> _WORK INSTRUCTION_: Every line of the entries that holds the word "another" is to be copied.

Dataset entries
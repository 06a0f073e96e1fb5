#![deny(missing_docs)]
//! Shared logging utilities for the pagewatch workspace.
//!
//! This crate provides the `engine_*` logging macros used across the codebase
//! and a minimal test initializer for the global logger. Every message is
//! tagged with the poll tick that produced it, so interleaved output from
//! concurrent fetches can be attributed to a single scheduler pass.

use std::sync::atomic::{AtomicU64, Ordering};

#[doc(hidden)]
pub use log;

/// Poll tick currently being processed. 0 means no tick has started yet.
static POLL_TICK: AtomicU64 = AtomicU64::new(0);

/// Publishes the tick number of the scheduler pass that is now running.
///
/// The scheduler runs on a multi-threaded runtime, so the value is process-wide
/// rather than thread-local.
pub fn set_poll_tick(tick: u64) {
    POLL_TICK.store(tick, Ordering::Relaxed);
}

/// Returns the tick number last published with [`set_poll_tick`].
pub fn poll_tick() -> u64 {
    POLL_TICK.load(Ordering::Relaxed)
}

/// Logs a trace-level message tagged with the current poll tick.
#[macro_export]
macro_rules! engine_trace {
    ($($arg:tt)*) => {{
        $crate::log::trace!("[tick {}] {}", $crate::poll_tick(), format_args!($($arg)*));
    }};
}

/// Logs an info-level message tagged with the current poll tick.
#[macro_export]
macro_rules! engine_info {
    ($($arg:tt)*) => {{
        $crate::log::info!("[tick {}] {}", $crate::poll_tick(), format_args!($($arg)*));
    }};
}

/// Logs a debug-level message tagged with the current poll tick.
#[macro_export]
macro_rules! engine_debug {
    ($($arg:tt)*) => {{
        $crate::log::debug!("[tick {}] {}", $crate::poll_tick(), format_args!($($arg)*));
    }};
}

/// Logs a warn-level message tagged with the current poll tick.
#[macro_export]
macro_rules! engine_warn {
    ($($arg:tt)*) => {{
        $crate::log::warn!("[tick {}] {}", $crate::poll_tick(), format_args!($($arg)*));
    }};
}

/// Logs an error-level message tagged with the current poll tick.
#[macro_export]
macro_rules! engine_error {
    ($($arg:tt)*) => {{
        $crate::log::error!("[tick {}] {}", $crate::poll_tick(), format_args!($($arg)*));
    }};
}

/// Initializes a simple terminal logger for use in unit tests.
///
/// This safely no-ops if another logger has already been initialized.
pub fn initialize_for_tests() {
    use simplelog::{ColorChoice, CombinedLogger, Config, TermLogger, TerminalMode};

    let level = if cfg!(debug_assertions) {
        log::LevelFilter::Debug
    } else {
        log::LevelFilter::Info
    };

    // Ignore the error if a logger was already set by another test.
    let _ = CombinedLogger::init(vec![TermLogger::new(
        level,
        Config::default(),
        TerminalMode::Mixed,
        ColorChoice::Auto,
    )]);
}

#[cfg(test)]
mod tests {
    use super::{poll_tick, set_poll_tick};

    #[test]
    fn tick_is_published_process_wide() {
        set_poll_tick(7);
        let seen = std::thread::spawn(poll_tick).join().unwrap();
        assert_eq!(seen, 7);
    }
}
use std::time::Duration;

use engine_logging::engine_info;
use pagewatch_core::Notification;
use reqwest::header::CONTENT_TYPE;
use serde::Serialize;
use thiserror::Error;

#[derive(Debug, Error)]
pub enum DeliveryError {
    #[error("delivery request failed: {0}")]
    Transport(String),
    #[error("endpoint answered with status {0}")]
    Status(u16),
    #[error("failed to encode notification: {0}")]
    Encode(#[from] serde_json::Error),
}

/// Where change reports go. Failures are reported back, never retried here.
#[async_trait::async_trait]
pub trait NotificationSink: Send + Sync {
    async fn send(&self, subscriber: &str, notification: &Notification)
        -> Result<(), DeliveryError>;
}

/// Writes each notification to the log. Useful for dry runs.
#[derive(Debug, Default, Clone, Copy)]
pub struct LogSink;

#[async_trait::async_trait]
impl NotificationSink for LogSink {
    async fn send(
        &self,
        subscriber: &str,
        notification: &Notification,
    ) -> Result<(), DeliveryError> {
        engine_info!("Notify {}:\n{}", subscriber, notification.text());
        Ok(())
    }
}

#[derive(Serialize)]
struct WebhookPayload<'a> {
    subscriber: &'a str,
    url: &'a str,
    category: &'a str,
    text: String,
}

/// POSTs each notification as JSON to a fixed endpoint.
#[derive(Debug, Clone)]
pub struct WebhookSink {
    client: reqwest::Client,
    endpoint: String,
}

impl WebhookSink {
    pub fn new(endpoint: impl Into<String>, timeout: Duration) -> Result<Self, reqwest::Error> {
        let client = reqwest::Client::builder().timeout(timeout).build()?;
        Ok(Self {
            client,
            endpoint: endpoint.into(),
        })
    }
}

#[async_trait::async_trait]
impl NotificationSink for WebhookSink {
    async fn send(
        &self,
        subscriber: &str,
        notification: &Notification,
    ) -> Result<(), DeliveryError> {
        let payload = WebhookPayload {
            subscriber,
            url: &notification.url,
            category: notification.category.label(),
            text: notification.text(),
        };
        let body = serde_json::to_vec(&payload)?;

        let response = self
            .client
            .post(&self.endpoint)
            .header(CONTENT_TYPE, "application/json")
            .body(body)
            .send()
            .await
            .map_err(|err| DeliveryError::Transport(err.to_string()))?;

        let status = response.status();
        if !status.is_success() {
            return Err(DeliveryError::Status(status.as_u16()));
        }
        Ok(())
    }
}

--

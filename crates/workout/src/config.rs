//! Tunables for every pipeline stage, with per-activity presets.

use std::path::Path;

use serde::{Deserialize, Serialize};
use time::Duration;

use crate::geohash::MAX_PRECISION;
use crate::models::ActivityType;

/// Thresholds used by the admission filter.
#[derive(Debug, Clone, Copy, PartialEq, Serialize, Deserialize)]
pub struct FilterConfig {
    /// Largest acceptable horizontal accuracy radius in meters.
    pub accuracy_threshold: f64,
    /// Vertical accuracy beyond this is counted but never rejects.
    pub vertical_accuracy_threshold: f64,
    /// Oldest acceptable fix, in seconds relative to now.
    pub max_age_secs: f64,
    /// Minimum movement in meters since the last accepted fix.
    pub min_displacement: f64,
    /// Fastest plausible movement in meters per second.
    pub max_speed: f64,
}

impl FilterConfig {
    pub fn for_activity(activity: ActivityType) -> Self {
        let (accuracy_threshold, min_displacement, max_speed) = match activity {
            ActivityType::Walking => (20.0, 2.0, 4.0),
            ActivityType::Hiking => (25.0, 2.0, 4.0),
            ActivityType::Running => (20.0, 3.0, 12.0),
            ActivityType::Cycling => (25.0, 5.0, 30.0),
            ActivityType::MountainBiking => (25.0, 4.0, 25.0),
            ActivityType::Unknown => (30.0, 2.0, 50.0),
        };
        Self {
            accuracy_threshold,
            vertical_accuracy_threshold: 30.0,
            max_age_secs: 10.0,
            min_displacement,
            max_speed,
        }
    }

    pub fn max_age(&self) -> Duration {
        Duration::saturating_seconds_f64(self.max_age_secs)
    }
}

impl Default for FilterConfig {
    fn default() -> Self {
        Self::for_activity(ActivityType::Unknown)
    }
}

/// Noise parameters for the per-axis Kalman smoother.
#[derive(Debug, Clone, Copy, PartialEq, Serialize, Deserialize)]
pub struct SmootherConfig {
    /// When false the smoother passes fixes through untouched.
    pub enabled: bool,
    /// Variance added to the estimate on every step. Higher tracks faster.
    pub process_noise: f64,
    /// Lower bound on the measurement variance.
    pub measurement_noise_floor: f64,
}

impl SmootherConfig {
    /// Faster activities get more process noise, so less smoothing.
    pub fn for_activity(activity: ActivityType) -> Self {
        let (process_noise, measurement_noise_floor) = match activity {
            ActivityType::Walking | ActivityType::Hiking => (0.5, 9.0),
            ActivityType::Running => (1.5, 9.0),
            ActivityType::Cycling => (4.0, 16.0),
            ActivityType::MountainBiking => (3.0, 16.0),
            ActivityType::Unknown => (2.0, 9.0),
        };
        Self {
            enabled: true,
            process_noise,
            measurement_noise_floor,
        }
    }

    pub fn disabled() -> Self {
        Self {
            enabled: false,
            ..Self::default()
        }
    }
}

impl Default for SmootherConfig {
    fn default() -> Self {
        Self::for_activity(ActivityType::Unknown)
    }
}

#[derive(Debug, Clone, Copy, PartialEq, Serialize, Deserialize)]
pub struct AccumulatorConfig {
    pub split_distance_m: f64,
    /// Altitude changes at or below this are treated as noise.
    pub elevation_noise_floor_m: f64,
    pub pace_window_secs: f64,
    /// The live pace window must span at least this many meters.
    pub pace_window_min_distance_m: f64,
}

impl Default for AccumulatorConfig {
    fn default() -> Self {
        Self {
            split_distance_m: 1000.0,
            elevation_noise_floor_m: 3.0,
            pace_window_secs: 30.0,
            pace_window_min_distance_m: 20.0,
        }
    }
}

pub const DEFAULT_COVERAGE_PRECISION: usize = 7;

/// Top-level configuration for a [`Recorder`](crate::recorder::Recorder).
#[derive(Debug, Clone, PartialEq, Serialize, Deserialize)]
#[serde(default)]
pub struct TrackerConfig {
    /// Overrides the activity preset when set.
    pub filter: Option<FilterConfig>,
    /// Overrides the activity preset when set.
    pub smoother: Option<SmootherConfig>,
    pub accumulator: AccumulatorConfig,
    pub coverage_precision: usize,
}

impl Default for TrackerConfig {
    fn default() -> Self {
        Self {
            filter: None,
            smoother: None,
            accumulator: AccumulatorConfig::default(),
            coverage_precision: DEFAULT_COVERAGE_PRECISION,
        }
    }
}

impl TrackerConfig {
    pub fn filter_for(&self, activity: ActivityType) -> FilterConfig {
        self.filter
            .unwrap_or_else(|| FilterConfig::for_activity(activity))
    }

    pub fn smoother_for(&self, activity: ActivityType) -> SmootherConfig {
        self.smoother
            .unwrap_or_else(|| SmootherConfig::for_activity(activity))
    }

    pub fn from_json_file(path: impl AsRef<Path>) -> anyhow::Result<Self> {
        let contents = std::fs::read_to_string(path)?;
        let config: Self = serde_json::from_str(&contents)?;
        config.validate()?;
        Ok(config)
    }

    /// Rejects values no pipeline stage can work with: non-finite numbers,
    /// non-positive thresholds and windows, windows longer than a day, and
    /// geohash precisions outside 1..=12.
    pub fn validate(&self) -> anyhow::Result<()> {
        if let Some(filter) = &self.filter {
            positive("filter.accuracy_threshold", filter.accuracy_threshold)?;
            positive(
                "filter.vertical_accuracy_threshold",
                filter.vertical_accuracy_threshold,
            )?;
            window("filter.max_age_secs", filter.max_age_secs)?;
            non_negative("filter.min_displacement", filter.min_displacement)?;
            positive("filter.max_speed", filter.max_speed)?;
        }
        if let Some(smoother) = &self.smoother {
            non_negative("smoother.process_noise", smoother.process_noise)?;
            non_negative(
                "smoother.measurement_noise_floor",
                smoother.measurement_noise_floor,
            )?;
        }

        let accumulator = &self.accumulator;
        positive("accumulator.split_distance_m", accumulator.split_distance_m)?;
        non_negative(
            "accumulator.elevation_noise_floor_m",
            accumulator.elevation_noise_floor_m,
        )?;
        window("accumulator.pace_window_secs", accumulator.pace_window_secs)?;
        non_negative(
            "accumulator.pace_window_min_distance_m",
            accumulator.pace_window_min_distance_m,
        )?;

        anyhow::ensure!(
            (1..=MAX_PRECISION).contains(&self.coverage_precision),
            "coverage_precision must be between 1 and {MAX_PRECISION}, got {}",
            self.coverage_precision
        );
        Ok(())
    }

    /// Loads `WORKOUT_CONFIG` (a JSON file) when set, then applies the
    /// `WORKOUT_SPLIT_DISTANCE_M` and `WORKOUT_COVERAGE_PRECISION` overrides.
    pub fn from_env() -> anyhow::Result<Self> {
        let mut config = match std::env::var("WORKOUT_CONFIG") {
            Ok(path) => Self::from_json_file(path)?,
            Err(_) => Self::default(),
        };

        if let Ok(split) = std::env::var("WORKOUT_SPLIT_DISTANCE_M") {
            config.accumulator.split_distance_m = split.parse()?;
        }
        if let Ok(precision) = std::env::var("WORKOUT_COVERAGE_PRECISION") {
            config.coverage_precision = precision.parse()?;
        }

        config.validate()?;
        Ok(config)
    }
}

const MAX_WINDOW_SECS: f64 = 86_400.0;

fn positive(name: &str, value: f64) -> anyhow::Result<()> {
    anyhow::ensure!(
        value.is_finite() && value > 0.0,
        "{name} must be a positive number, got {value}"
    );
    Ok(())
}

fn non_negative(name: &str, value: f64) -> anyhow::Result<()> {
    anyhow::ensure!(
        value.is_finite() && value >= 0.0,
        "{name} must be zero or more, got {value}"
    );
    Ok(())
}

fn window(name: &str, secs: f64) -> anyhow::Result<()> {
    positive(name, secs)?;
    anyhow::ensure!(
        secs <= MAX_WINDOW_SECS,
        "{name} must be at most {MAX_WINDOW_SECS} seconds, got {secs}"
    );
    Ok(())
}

> _SOLUTION TO THIS TASK_:
/// This safely no-ops if another logger has already been initialized.
    // Ignore the error if a logger was already set by another test.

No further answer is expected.